[Stored dataset items]
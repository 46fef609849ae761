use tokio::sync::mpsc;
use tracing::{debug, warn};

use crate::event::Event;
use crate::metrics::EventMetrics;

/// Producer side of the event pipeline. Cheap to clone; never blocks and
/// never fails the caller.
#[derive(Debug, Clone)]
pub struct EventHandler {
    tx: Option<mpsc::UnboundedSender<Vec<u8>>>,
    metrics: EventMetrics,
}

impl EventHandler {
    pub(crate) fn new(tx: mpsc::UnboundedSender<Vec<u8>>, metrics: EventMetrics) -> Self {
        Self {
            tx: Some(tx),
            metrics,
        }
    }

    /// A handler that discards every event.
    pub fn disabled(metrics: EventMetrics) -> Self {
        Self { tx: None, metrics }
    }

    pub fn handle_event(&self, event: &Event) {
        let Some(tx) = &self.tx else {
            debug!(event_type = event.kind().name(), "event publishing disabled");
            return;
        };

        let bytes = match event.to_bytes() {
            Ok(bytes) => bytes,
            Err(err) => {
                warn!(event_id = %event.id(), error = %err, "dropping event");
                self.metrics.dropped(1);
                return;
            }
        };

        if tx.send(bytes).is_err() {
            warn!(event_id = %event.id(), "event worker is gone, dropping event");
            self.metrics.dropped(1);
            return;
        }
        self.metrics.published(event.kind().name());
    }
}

==

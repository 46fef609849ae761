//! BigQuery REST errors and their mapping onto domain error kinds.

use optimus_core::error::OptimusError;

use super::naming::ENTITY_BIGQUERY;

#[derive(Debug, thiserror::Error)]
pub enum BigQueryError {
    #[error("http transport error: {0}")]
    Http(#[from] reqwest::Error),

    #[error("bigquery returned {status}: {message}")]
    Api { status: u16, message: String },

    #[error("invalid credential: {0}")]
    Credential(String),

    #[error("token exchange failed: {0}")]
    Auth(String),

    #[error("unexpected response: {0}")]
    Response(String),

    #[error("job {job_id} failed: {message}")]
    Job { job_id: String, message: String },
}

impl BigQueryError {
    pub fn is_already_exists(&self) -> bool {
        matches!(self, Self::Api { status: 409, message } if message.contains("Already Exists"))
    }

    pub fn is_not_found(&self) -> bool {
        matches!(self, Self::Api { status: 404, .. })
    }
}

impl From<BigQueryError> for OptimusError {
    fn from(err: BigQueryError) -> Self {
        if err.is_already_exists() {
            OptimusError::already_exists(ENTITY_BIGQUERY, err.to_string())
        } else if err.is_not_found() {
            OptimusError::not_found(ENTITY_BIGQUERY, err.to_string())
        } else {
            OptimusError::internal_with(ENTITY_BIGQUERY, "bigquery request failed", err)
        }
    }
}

---

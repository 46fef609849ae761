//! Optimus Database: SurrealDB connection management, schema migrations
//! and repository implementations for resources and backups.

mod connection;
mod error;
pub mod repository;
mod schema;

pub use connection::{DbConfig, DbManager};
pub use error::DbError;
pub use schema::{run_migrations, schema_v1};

▸ **Assigned task**:
Read through the entries, then copy every line where the string "UnboundedSender" is found.

▸ **Result of the exercise**:
    tx: Option<mpsc::UnboundedSender<Vec<u8>>>,
    pub(crate) fn new(tx: mpsc::UnboundedSender<Vec<u8>>, metrics: EventMetrics) -> Self {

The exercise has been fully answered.